(Available data)

use std::{env, path::PathBuf, time::Duration};

use tracing_subscriber::EnvFilter;

use crate::player::DEFAULT_RESTART_THRESHOLD;

use super::schema::{PlayerSettings, Settings};

/// Configuration loading helpers.
///
/// `Settings::load` reads an optional config file, then layers environment
/// variables (prefix `PLAYDECK__`) over it; struct defaults fill the rest.
impl Settings {
    /// Load settings from environment and optional config file.
    pub fn load() -> Result<Self, ::config::ConfigError> {
        let config_path = resolve_config_path();

        let mut builder = ::config::Config::builder();

        if let Some(path) = &config_path {
            builder = builder.add_source(::config::File::from(path.as_path()).required(false));
        }

        builder = builder.add_source(
            ::config::Environment::with_prefix("PLAYDECK")
                .separator("__")
                .try_parsing(true),
        );

        let cfg = builder.build()?;
        let settings: Settings = cfg.try_deserialize()?;
        Ok(settings)
    }

    /// Load and validate, falling back to defaults on any problem.
    ///
    /// The second value describes why defaults were used. It is returned
    /// rather than logged since the subscriber depends on these settings.
    pub fn load_or_default() -> (Self, Option<String>) {
        match Self::load() {
            Ok(s) => match s.validate() {
                Ok(()) => (s, None),
                Err(msg) => (Self::default(), Some(format!("invalid config: {msg}"))),
            },
            Err(e) => (Self::default(), Some(format!("failed to load config: {e}"))),
        }
    }

    /// Reject values the player cannot run with.
    pub fn validate(&self) -> Result<(), String> {
        let t = self.player.restart_threshold_secs;
        if Duration::try_from_secs_f64(t).is_err() {
            return Err(format!(
                "player.restart_threshold_secs must be a number of seconds >= 0 (got {t})"
            ));
        }
        if let Err(e) = EnvFilter::try_new(&self.logging.level) {
            return Err(format!("logging.level is not a valid filter: {e}"));
        }
        Ok(())
    }
}

impl PlayerSettings {
    /// Restart threshold as a `Duration`; the default when out of range.
    pub fn restart_threshold(&self) -> Duration {
        Duration::try_from_secs_f64(self.restart_threshold_secs).unwrap_or(DEFAULT_RESTART_THRESHOLD)
    }
}

/// Resolve the config path from `PLAYDECK_CONFIG_PATH` or XDG defaults.
pub fn resolve_config_path() -> Option<PathBuf> {
    if let Some(p) = env::var_os("PLAYDECK_CONFIG_PATH") {
        return Some(PathBuf::from(p));
    }
    default_config_path()
}

/// `$XDG_CONFIG_HOME/playdeck/config.toml`, or `~/.config/playdeck/config.toml`
/// when `XDG_CONFIG_HOME` is not set.
pub fn default_config_path() -> Option<PathBuf> {
    let config_home = if let Some(xdg) = env::var_os("XDG_CONFIG_HOME") {
        Some(PathBuf::from(xdg))
    } else {
        env::var_os("HOME").map(|home| PathBuf::from(home).join(".config"))
    };

    config_home.map(|d| d.join("playdeck").join("config.toml"))
}
//! Configuration loader and schema types.
//!
//! Exposes the settings schema that drives the player and helpers to load it
//! from disk and the environment.

mod load;
mod schema;

pub use load::resolve_config_path;
pub use schema::*;

#[cfg(test)]
mod tests;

(End Available data)

■ **Task item**
Tally the lines of the records holding the word "join", then give only the resulting number.

■ **Response below**
2